AP Calculus AB Exam Question:
Consider the function f defined by f(x) = x^2 - 3x + 2.
Find the x-coordinate(s) of the critical point(s) of f.
Find the value of x at which f achieves its minimum or maximum.
Find the value of f at the critical point(s) found in part 1.
Determine the area enclosed by the curve f(x), the x-axis, and the lines x = -1 and x = 4.
Note: You may use the Riemann sum or any other appropriate method to find the area.
Answer:
To find the x-coordinate(s) of the critical point(s), we need to find the derivative of f(x) and set it equal to zero.
Taking the derivative: f'(x) = 2x - 3.
Setting f'(x) = 0, we have: 2x - 3 = 0.
Solving for x, we find: x = 3/2.
Therefore, the critical point is at x = 3/2.
To find the value of x at which f achieves its minimum or maximum, we need to examine the concavity of the function. Since the second derivative of f(x) is positive for all values of x, the function is concave up. This means that the critical point is a local minimum.

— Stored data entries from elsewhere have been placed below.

//! stlsmooth CLI - weld and smooth ASCII STL meshes.
//!
//! Usage: stlsmooth <COMMAND> [OPTIONS] <INPUT> [OUTPUT]
//!
//! Run `stlsmooth --help` for available commands.

use std::io::Write;
use std::path::PathBuf;

use clap::{Parser, Subcommand};
use tracing::Level;
use tracing_subscriber::FmtSubscriber;

use stlsmooth::algo::smooth::SmoothOptions;
use stlsmooth::algo::Progress;
use stlsmooth::error::MeshError;
use stlsmooth::io;
use stlsmooth::io::stl::WriteOptions;
use stlsmooth::mesh::{Mesh, WeldOptions, WELD_TOLERANCE};
use stlsmooth::pipeline::{self, PipelineOptions, Stage};

#[derive(Parser)]
#[command(name = "stlsmooth")]
#[command(author, version, about = "Weld and Laplacian-smooth ASCII STL meshes", long_about = None)]
struct Cli {
    /// Log level (trace, debug, info, warn, error)
    #[arg(short = 'L', long, default_value = "warn", global = true)]
    log_level: String,

    #[command(subcommand)]
    command: Commands,
}

#[derive(Subcommand)]
enum Commands {
    /// Display welded mesh information
    Info {
        /// Input STL file
        input: PathBuf,

        /// Distance at or below which vertices are merged
        #[arg(short, long, default_value_t = WELD_TOLERANCE)]
        tolerance: f64,
    },

    /// Smooth a mesh with one Laplacian pass
    Smooth {
        /// Input STL file
        input: PathBuf,

        /// Output STL file
        output: PathBuf,

        /// Fraction of the way each vertex moves toward its neighbours
        #[arg(short, long, default_value = "0.5", allow_negative_numbers = true)]
        weight: f64,

        /// Distance at or below which vertices are merged
        #[arg(short, long, default_value_t = WELD_TOLERANCE)]
        tolerance: f64,

        /// Write unit-length facet normals
        #[arg(long)]
        normalize_normals: bool,

        /// Compute vertex updates on all cores
        #[arg(long)]
        parallel: bool,
    },
}

fn main() {
    let cli = Cli::parse();

    if let Err(e) = init_logging(&cli.log_level) {
        eprintln!("Error: {}", e);
        std::process::exit(1);
    }

    if let Err(e) = run(cli) {
        eprintln!("Error: {}", e);
        std::process::exit(1);
    }
}

fn init_logging(level: &str) -> Result<(), Box<dyn std::error::Error>> {
    let level = match level.to_lowercase().as_str() {
        "trace" => Level::TRACE,
        "debug" => Level::DEBUG,
        "info" => Level::INFO,
        "warn" => Level::WARN,
        "error" => Level::ERROR,
        other => return Err(MeshError::invalid_param("log-level", other, "unknown level").into()),
    };

    let subscriber = FmtSubscriber::builder()
        .with_max_level(level)
        .with_target(false)
        .with_writer(std::io::stderr)
        .finish();
    tracing::subscriber::set_global_default(subscriber)?;
    Ok(())
}

fn run(cli: Cli) -> Result<(), Box<dyn std::error::Error>> {
    match cli.command {
        Commands::Info { input, tolerance } => {
            cmd_info(&input, tolerance)?;
        }

        Commands::Smooth {
            input,
            output,
            weight,
            tolerance,
            normalize_normals,
            parallel,
        } => {
            let options = PipelineOptions {
                weld: WeldOptions::default().with_tolerance(tolerance),
                smooth: SmoothOptions::default()
                    .with_weight(weight)
                    .with_parallel(parallel),
                write: WriteOptions { normalize_normals },
            };
            cmd_smooth(&input, &output, &options)?;
        }
    }

    Ok(())
}

/// Create a progress reporter that draws a stage bar on stderr.
fn create_progress() -> Progress {
    Progress::new(move |current, total, message| {
        if total == 0 {
            return;
        }

        let bar: String = (0..total).map(|i| if i < current { '=' } else { ' ' }).collect();
        eprint!("\r[{}] {}/{} {:<8}", bar, current, total, message);
        let _ = std::io::stderr().flush();

        if current >= total {
            eprintln!();
        }
    })
}

fn cmd_info(input: &PathBuf, tolerance: f64) -> Result<(), Box<dyn std::error::Error>> {
    check_tolerance(tolerance)?;
    let mesh: Mesh = io::load(input, &WeldOptions::default().with_tolerance(tolerance))?;
    let adjacency = mesh.adjacency();

    println!("File: {}", input.display());
    println!("Triangles: {}", mesh.num_triangles());
    println!("Vertices: {} (from {} corners)", mesh.num_vertices(), 3 * mesh.num_triangles());
    println!("Edges: {}", adjacency.num_edges());

    if let Some((min, max)) = mesh.bounding_box() {
        println!(
            "Bounding box: ({:.3}, {:.3}, {:.3}) to ({:.3}, {:.3}, {:.3})",
            min.x, min.y, min.z, max.x, max.y, max.z
        );
    }

    println!("Surface area: {:.6}", mesh.surface_area());

    let degrees: Vec<usize> = mesh.vertex_ids().map(|v| adjacency.degree(v)).collect();
    if let (Some(min), Some(max)) = (degrees.iter().min(), degrees.iter().max()) {
        let avg = degrees.iter().sum::<usize>() as f64 / degrees.len() as f64;
        println!("Vertex degree: min={}, max={}, avg={:.2}", min, max, avg);
    }

    let degenerate = mesh.degenerate_triangles().count();
    if degenerate > 0 {
        println!("Degenerate triangles: {}", degenerate);
    }
    let self_loops = adjacency.self_loops().count();
    if self_loops > 0 {
        println!("Self-adjacent vertices: {}", self_loops);
    }
    let isolated = adjacency.isolated_vertices().count();
    if isolated > 0 {
        println!("Isolated vertices: {}", isolated);
    }

    Ok(())
}

fn cmd_smooth(
    input: &PathBuf,
    output: &PathBuf,
    options: &PipelineOptions,
) -> Result<(), Box<dyn std::error::Error>> {
    check_tolerance(options.weld.tolerance)?;
    if !options.smooth.weight.is_finite() {
        return Err(MeshError::invalid_param("weight", options.smooth.weight, "must be finite").into());
    }

    let mode = if options.smooth.parallel { "parallel" } else { "sequential" };
    println!(
        "Smoothing {} (weight={}, tolerance={}, {})...",
        input.display(),
        options.smooth.weight,
        options.weld.tolerance,
        mode
    );

    let progress = create_progress();
    let report = pipeline::smooth_file_with_progress(input, output, options, &progress)?;

    println!(
        "Welded {} triangles into {} vertices",
        report.triangles, report.vertices
    );
    for stage in Stage::ALL {
        println!("Time to {}: {:.3}s", stage, report.timings.get(stage).as_secs_f64());
    }
    println!("Saved: {} ({:.2?})", output.display(), report.timings.total());

    Ok(())
}

fn check_tolerance(tolerance: f64) -> Result<(), MeshError> {
    if tolerance.is_finite() && tolerance >= 0.0 {
        Ok(())
    } else {
        Err(MeshError::invalid_param("tolerance", tolerance, "must be finite and non-negative"))
    }
}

Thus, x = 3/2 is the value at which f achieves its minimum.
To find the value of f at the critical point(s), we substitute x = 3/2 into the original function.
f(3/2) = (3/2)^2 - 3(3/2) + 2 = 9/4 - 9/2 + 2* = 1/4*.
Therefore, the value of f at the critical point x = 3/2 is 1/4.
To determine the area enclosed by the curve f(x), the x-axis, and the lines x = -1 and x = 4, we need to find the definite integral of f(x) over this interval.
The area can be calculated as follows:
∫[from -1 to 4] (x^2 - 3x + 2) dx = [1/3x^3 - 3/2x^2 + 2x] | -1 to 4
= (1/3(4)^3 - 3/2(4)^2 + 2(4)) - (1/3(-1)^3 - 3/2(-1)^2 + 2(-1))
= (64/3 - 48/2 + 8) - (-1/3 - 3/2 - 2)
= 66/3 + 15/2 + 2
= 22 + 7.5 + 2
= 31.5
The area enclosed by the curve f(x), the x-axis, and the lines x = -1 and x = 4 is 31.5 units squared.